Accordingly judgment is entered in his favour in the following terms.
1. A declaration of title to a piece of land lying and situated at Jiddel Ward in Michika Local Government Area.
2. An order of perpetual injunction restraining the defendant his agents, relation or anybody claiming from him from further entering with or tampering with or using the land in dispute or any part thereof in any way or manner whatsoever.
3. The sum of N150, 000.00 (One Hundred and Fifty Thousand Naira Only) as general damages.
4. Cost of the action”
Irked and aggrieved by the aforementioned decision, the defendant challenged same vide a notice of appeal dated 5th June, 2006 and filed on the 13th June, 2006. The said notice of appeal was anchored upon four grounds of appeal. The defendant will hereinafter in this judgment be referred to as the appellant, while the plaintiff as the respondent. In compliance with the Rules of Court, parties filed and exchanged briefs of argument. The appellant’s brief of argument settled by Williams Bello Esq. is dated and filed on 4th October, 2013. The respondent’s brief of argument dated 4th November, 2013 was filed on the same date. On the 5th November, 2013, Mr. S. N. Nzonzo for the appellant adopted the appellant’s brief and urged the Court to allow the appeal. Mr. J. E. Owe for the respondent adopted the respondent’s brief of argument and urged the Court to allow the appeal, having conceded to same.

The appellant nominated two issues for determination on pages 3 and 4 of the appellant’s brief of argument, as follows:
“1. Whether the trial Court was right to have granted the Plaintiff relief for declaration, injunction and damages, without hearing evidence. Grounds 1, 2 and 4.
2. Whether the absence of service of hearing notice and motion for judgment does not render the judgment delivered by the Lower Court null and void. (Ground 3)”
The respondent on page 2 of the Respondent’s brief adopted the issues for determination as formulated by the appellant.

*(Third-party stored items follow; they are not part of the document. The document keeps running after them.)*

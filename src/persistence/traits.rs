use async_trait::async_trait;
use std::{sync::Arc, time::Duration};
use tokio::sync::{Notify, broadcast};
use tokio::time::Instant;

use crate::common::error::Result;
use crate::common::model::{
    Experiment, ExperimentStatus, ObjectKey, Schedule, ScheduleStatus,
};
use crate::persistence::model::{ListFilter, StoreEvent};

// ==========================================
// 1. 工作队列接口 (WorkQueue) - 调度的节拍
// ==========================================

/// 工作队列接口
///
/// **职责**: 把需要 Reconcile 的 Schedule Key 分发给 Driver 的工作协程。
/// **保证**:
/// - 去重: 尚未处理的同一个 Key 只会排队一次。
/// - 串行: 处理中的 Key 不会被交给第二个协程；处理期间的重复投递推迟到 `release` 之后。
/// - 延时: `add_after` 在到期后才可被取出，同一 Key 多次延时投递以最早的为准。
#[async_trait]
pub trait WorkQueue: Send + Sync + 'static {
    /// 立即投递
    ///
    /// - 队列满时返回 `QueueFull`，停机后返回 `SchedulerShutdown`。
    async fn add(&self, key: ObjectKey) -> Result<()>;

    /// 延时投递
    ///
    /// `delay` 为零等价于 `add`。
    async fn add_after(&self, key: ObjectKey, delay: Duration) -> Result<()>;

    /// 取出一批可处理的 Key
    ///
    /// 先把已到期的延时 Key 提升为就绪，再按 FIFO 取出至多 `batch_size` 个。
    /// 取出的 Key 进入“处理中”，直到调用 `release`。
    async fn acquire(&self, batch_size: usize) -> Result<Vec<ObjectKey>>;

    /// 归还 Key (处理结束，无论成功失败)
    ///
    /// 处理期间若有新的投递，此时重新进入就绪队列。
    async fn release(&self, key: &ObjectKey) -> Result<()>;

    /// 最近一个延时 Key 的到期时间
    ///
    /// Pacemaker 用它决定空闲时最多睡多久。
    fn next_due(&self) -> Option<Instant>;

    /// 新 Key 就绪时的唤醒信号
    fn notifier(&self) -> Arc<Notify>;

    /// 就绪 + 延时中的 Key 数量
    fn len(&self) -> usize;

    fn is_empty(&self) -> bool {
        self.len() == 0
    }

    /// 关闭队列
    ///
    /// 之后的投递被拒绝，`acquire` 返回空。
    fn shutdown(&self);
}

// ==========================================
// 2. 对象存储接口 (ObjectStore) - 系统的身体
// ==========================================

/// 对象存储接口
///
/// **职责**: Schedule 与实验实例的持久化，带乐观并发控制与变更通知。
/// **约定**:
/// - 所有写操作都会分配新的 `resource_version`。
/// - 带版本号的写操作在版本不一致时返回 `Conflict`，绝不静默覆盖。
/// - `uid` / `creation_timestamp` 由存储分配。
/// - 实现可以是最终一致的: 列表结果可能略微滞后，创建冲突以存储为准。
#[async_trait]
pub trait ObjectStore: Send + Sync + 'static {
    // --- Schedule ---

    async fn get_schedule(&self, key: &ObjectKey) -> Result<Option<Schedule>>;

    /// 列出 Schedule (`namespace` 为 None 时列出全部)
    async fn list_schedules(&self, namespace: Option<&str>) -> Result<Vec<Schedule>>;

    /// 创建 Schedule
    ///
    /// 已存在时返回 `AlreadyExists`。
    async fn create_schedule(&self, schedule: Schedule) -> Result<Schedule>;

    /// 更新 Spec 与标签
    ///
    /// 以 `schedule.meta.resource_version` 作为期望版本。传入的 status 被忽略。
    async fn update_schedule(&self, schedule: Schedule) -> Result<Schedule>;

    /// 独立写入 Status
    async fn update_schedule_status(
        &self,
        key: &ObjectKey,
        expected_version: u64,
        status: ScheduleStatus,
    ) -> Result<Schedule>;

    /// 删除 Schedule，返回是否真的删除了对象
    async fn delete_schedule(&self, key: &ObjectKey) -> Result<bool>;

    // --- Experiment ---

    async fn get_experiment(&self, key: &ObjectKey) -> Result<Option<Experiment>>;

    async fn list_experiments(&self, filter: &ListFilter) -> Result<Vec<Experiment>>;

    /// 创建实验实例
    ///
    /// 同名实例已存在时返回 `AlreadyExists`。
    async fn create_experiment(&self, experiment: Experiment) -> Result<Experiment>;

    /// 写入实例状态 (外部执行引擎使用)
    ///
    /// - `finished_at` 一经写入不可修改，违反时返回 `Immutable`。
    async fn update_experiment_status(
        &self,
        key: &ObjectKey,
        expected_version: u64,
        status: ExperimentStatus,
    ) -> Result<Experiment>;

    /// 删除实验实例 (幂等)
    ///
    /// - `precondition`: 期望的 resource_version，不一致返回 `Conflict`。
    /// - 对象已不存在时返回 `Ok(false)`。
    async fn delete_experiment(&self, key: &ObjectKey, precondition: Option<u64>) -> Result<bool>;

    // --- Watch ---

    /// 订阅变更通知
    fn subscribe(&self) -> broadcast::Receiver<StoreEvent>;

    /// 删除 Schedule 时是否原生级联删除其实例
    fn supports_cascade(&self) -> bool;
}
use chrono::{DateTime, Utc};
use serde::{Deserialize, Serialize};
use std::{collections::BTreeMap, fmt};

use crate::common::template::ExperimentTemplate;

/// 由本引擎创建的实例都会带上的标签
pub const LABEL_MANAGED_BY: &str = "app.kubernetes.io/managed-by";
/// 实例所属 Schedule 名称标签
pub const LABEL_SCHEDULE: &str = "chaos.talos/schedule";
/// `LABEL_MANAGED_BY` 的取值
pub const MANAGER_NAME: &str = "talos-schedule";

// ==========================================
// 1. 对象标识 (ObjectKey / ObjectMeta)
// ==========================================

/// 对象标识: (namespace, name)
///
/// 工作队列、指标、事件都以它为键。
#[derive(Debug, Clone, PartialEq, Eq, Hash, PartialOrd, Ord, Serialize, Deserialize)]
pub struct ObjectKey {
    pub namespace: String,
    pub name: String,
}

impl ObjectKey {
    pub fn new(namespace: impl Into<String>, name: impl Into<String>) -> Self {
        Self {
            namespace: namespace.into(),
            name: name.into(),
        }
    }
}

impl fmt::Display for ObjectKey {
    fn fmt(&self, f: &mut fmt::Formatter<'_>) -> fmt::Result {
        write!(f, "{}/{}", self.namespace, self.name)
    }
}

/// 对象元数据
///
/// `uid`、`resource_version`、`creation_timestamp` 由存储层在写入时分配，
/// 调用方传入的值会被忽略。
#[derive(Debug, Clone, PartialEq, Serialize, Deserialize)]
pub struct ObjectMeta {
    pub name: String,
    pub namespace: String,

    /// 存储分配的全局唯一 ID
    /// - 同名对象删除后重建，UID 会变化，用于识别孤儿。
    #[serde(default)]
    pub uid: String,

    /// [乐观锁] 资源版本号
    ///
    /// - 每次写入 (Spec 或 Status) 都会递增。
    /// - 更新时必须携带读取时的版本号，不一致则返回 Conflict。
    #[serde(default)]
    pub resource_version: u64,

    /// 创建时间 (存储时钟)
    pub creation_timestamp: DateTime<Utc>,

    #[serde(default)]
    pub labels: BTreeMap<String, String>,
}

impl ObjectMeta {
    pub fn new(namespace: impl Into<String>, name: impl Into<String>) -> Self {
        Self {
            name: name.into(),
            namespace: namespace.into(),
            uid: String::new(),
            resource_version: 0,
            creation_timestamp: DateTime::<Utc>::UNIX_EPOCH,
            labels: BTreeMap::new(),
        }
    }

    pub fn key(&self) -> ObjectKey {
        ObjectKey::new(self.namespace.clone(), self.name.clone())
    }
}

/// 属主引用
///
/// 每个实验实例有且只有一个属主 Schedule。
#[derive(Debug, Clone, PartialEq, Eq, Serialize, Deserialize)]
pub struct OwnerReference {
    pub kind: String,
    pub name: String,
    pub uid: String,
}

/// 指向某个对象的轻量引用 (写入 Schedule.status.active)
#[derive(Debug, Clone, PartialEq, Eq, Serialize, Deserialize)]
pub struct ObjectReference {
    pub name: String,
    pub namespace: String,
    pub uid: String,
}

// ==========================================
// 2. 并发策略与保留策略
// ==========================================

/// 并发策略
#[derive(Debug, Clone, Copy, PartialEq, Eq, Default, Serialize, Deserialize)]
pub enum ConcurrencyPolicy {
    /// 允许并发，活跃实例数不设上限
    Allow,
    /// 禁止并发 (默认)
    /// - 已有活跃实例时，跳过本次触发并记录事件。
    #[default]
    Forbid,
    /// 替换
    /// - 先终止旧实例，再创建新实例。
    Replace,
}

/// 历史保留策略
#[derive(Debug, Clone, PartialEq, Eq, Serialize, Deserialize)]
pub struct HistoryLimits {
    /// 保留的成功实例数 (None = 不限)
    /// - 默认值: 3
    #[serde(default = "default_successful_limit")]
    pub successful_limit: Option<usize>,

    /// 保留的失败实例数 (None = 不限)
    /// - 默认值: 1
    #[serde(default = "default_failed_limit")]
    pub failed_limit: Option<usize>,

    /// 最大存活时间 (秒)
    /// - 超过此时间的实例无论状态都会被删除。
    #[serde(default)]
    pub max_age_seconds: Option<u64>,
}

fn default_successful_limit() -> Option<usize> {
    Some(3)
}

fn default_failed_limit() -> Option<usize> {
    Some(1)
}

impl Default for HistoryLimits {
    fn default() -> Self {
        Self {
            successful_limit: default_successful_limit(),
            failed_limit: default_failed_limit(),
            max_age_seconds: None,
        }
    }
}

// ==========================================
// 3. Schedule 资源
// ==========================================

/// Schedule 期望状态
#[derive(Debug, Clone, PartialEq, Serialize, Deserialize)]
pub struct ScheduleSpec {
    /// 触发表达式
    /// - 标准 5 段 cron、带秒的 6/7 段 cron、`@hourly` 等描述符、`@every 90s`。
    pub schedule: String,

    /// 时区 (IANA 名称)，默认 UTC
    #[serde(default)]
    pub time_zone: Option<String>,

    #[serde(default)]
    pub concurrency_policy: ConcurrencyPolicy,

    /// 追赶截止时间 (秒)
    /// - 上次触发距今超过此值时，所有遗漏触发点合并为最近一次。
    #[serde(default)]
    pub starting_deadline_seconds: Option<u64>,

    #[serde(default)]
    pub history: HistoryLimits,

    /// 暂停开关
    #[serde(default)]
    pub suspend: bool,

    /// 实验模板 (每次触发时克隆)
    pub template: ExperimentTemplate,
}

impl ScheduleSpec {
    pub fn new(schedule: impl Into<String>, template: ExperimentTemplate) -> Self {
        Self {
            schedule: schedule.into(),
            time_zone: None,
            concurrency_policy: ConcurrencyPolicy::default(),
            starting_deadline_seconds: None,
            history: HistoryLimits::default(),
            suspend: false,
            template,
        }
    }

    pub fn with_policy(mut self, policy: ConcurrencyPolicy) -> Self {
        self.concurrency_policy = policy;
        self
    }

    pub fn with_starting_deadline(mut self, seconds: u64) -> Self {
        self.starting_deadline_seconds = Some(seconds);
        self
    }

    pub fn with_history(mut self, history: HistoryLimits) -> Self {
        self.history = history;
        self
    }

    pub fn with_time_zone(mut self, tz: impl Into<String>) -> Self {
        self.time_zone = Some(tz.into());
        self
    }

    pub fn suspended(mut self, suspend: bool) -> Self {
        self.suspend = suspend;
        self
    }
}

/// Condition 类型
#[derive(Debug, Clone, Copy, PartialEq, Eq, Serialize, Deserialize)]
pub enum ConditionType {
    /// 触发表达式无效
    InvalidExpression,
}

/// 状态条件
#[derive(Debug, Clone, PartialEq, Eq, Serialize, Deserialize)]
pub struct Condition {
    pub kind: ConditionType,
    pub status: bool,
    pub reason: String,
    pub message: String,
    pub last_transition_time: DateTime<Utc>,
}

/// Schedule 观测状态
#[derive(Debug, Clone, Default, PartialEq, Serialize, Deserialize)]
pub struct ScheduleStatus {
    /// 最近一次被消费 (创建或因 Forbid 跳过) 的触发点
    #[serde(default)]
    pub last_scheduled_time: Option<DateTime<Utc>>,

    /// 最近一次成功完成的实例结束时间
    #[serde(default)]
    pub last_successful_time: Option<DateTime<Utc>>,

    /// 当前活跃实例
    #[serde(default)]
    pub active: Vec<ObjectReference>,

    #[serde(default)]
    pub conditions: Vec<Condition>,
}

impl ScheduleStatus {
    pub fn condition(&self, kind: ConditionType) -> Option<&Condition> {
        self.conditions.iter().find(|c| c.kind == kind)
    }

    /// 设置条件，返回状态是否发生了翻转
    ///
    /// 只有 `status` 变化时才刷新 `last_transition_time`。
    pub fn set_condition(
        &mut self,
        kind: ConditionType,
        status: bool,
        reason: &str,
        message: String,
        now: DateTime<Utc>,
    ) -> bool {
        match self.conditions.iter_mut().find(|c| c.kind == kind) {
            Some(existing) => {
                let flipped = existing.status != status;
                if flipped {
                    existing.last_transition_time = now;
                }
                existing.status = status;
                existing.reason = reason.to_string();
                existing.message = message;
                flipped
            }
            None => {
                self.conditions.push(Condition {
                    kind,
                    status,
                    reason: reason.to_string(),
                    message,
                    last_transition_time: now,
                });
                status
            }
        }
    }

    /// 移除条件
    pub fn clear_condition(&mut self, kind: ConditionType) {
        self.conditions.retain(|c| c.kind != kind);
    }
}

/// Schedule 资源
#[derive(Debug, Clone, PartialEq, Serialize, Deserialize)]
pub struct Schedule {
    pub meta: ObjectMeta,
    pub spec: ScheduleSpec,
    #[serde(default)]
    pub status: ScheduleStatus,
}

impl Schedule {
    pub fn new(namespace: impl Into<String>, name: impl Into<String>, spec: ScheduleSpec) -> Self {
        Self {
            meta: ObjectMeta::new(namespace, name),
            spec,
            status: ScheduleStatus::default(),
        }
    }

    pub fn key(&self) -> ObjectKey {
        self.meta.key()
    }

    /// 生成指向自身的属主引用
    pub fn owner_reference(&self) -> OwnerReference {
        OwnerReference {
            kind: "Schedule".to_string(),
            name: self.meta.name.clone(),
            uid: self.meta.uid.clone(),
        }
    }
}

// ==========================================
// 4. 实验实例 (Experiment)
// ==========================================

/// 实验实例生命周期
#[derive(Debug, Clone, Copy, PartialEq, Eq, Hash, Serialize, Deserialize)]
pub enum ExperimentPhase {
    /// 已创建，等待执行引擎接管
    Pending,
    /// 故障注入中
    Running,
    /// 成功结束
    Succeeded,
    /// 失败结束
    Failed,
}

impl ExperimentPhase {
    /// 是否为终态
    pub fn is_terminal(&self) -> bool {
        matches!(self, ExperimentPhase::Succeeded | ExperimentPhase::Failed)
    }
}

/// 实验实例状态 (由外部执行引擎推进)
#[derive(Debug, Clone, PartialEq, Serialize, Deserialize)]
pub struct ExperimentStatus {
    pub phase: ExperimentPhase,
    /// 结束时间，只能写入一次
    #[serde(default)]
    pub finished_at: Option<DateTime<Utc>>,
}

impl Default for ExperimentStatus {
    fn default() -> Self {
        Self {
            phase: ExperimentPhase::Pending,
            finished_at: None,
        }
    }
}

/// 实验实例
#[derive(Debug, Clone, PartialEq, Serialize, Deserialize)]
pub struct Experiment {
    pub meta: ObjectMeta,
    /// 唯一属主
    pub owner: OwnerReference,
    /// 触发它的时间点 (用于中断后的幂等判断)
    pub scheduled_time: DateTime<Utc>,
    /// 实例化后的模板，创建后不再修改
    pub template: ExperimentTemplate,
    #[serde(default)]
    pub status: ExperimentStatus,
}

impl Experiment {
    /// 确定性实例名: `<schedule>-<触发点 Unix 秒>`
    ///
    /// 同一触发点重复创建会撞名 (AlreadyExists)，从而天然去重。
    pub fn name_for(schedule_name: &str, trigger: DateTime<Utc>) -> String {
        format!("{}-{}", schedule_name, trigger.timestamp())
    }

    pub fn key(&self) -> ObjectKey {
        self.meta.key()
    }

    pub fn phase(&self) -> ExperimentPhase {
        self.status.phase
    }

    pub fn is_active(&self) -> bool {
        !self.status.phase.is_terminal()
    }

    pub fn is_owned_by(&self, schedule: &Schedule) -> bool {
        self.owner.uid == schedule.meta.uid && self.meta.namespace == schedule.meta.namespace
    }

    pub fn reference(&self) -> ObjectReference {
        ObjectReference {
            name: self.meta.name.clone(),
            namespace: self.meta.namespace.clone(),
            uid: self.meta.uid.clone(),
        }
    }
}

On issue one, the appellant submitted that declaration of title can only be granted on the strength of the plaintiff’s case and upon credible and cogent evidence to the satisfaction of the Court. It was contended that declaration of title is not granted on admission or default of defence by the defendant. In support, reference was made to the following cases. Okhuarobo V. Aigbe (2002) 9 NWLR (pt.771) 29 at 54, Ezeokonkwo V. Eweka (1981) 12 NSCC 48 at 62. It was argued that the respondent did not call any evidence as to the identity of the land in dispute or his root of title and the case was only adjourned for mention, when the oral application for judgment was made. It was further contended that the reason given for the judgment by the learned trial Judge, namely default of filing statement of defence is not appropriate for declaratory reliefs. The appellant further posited, that the declaration of title granted was therefore unmerited.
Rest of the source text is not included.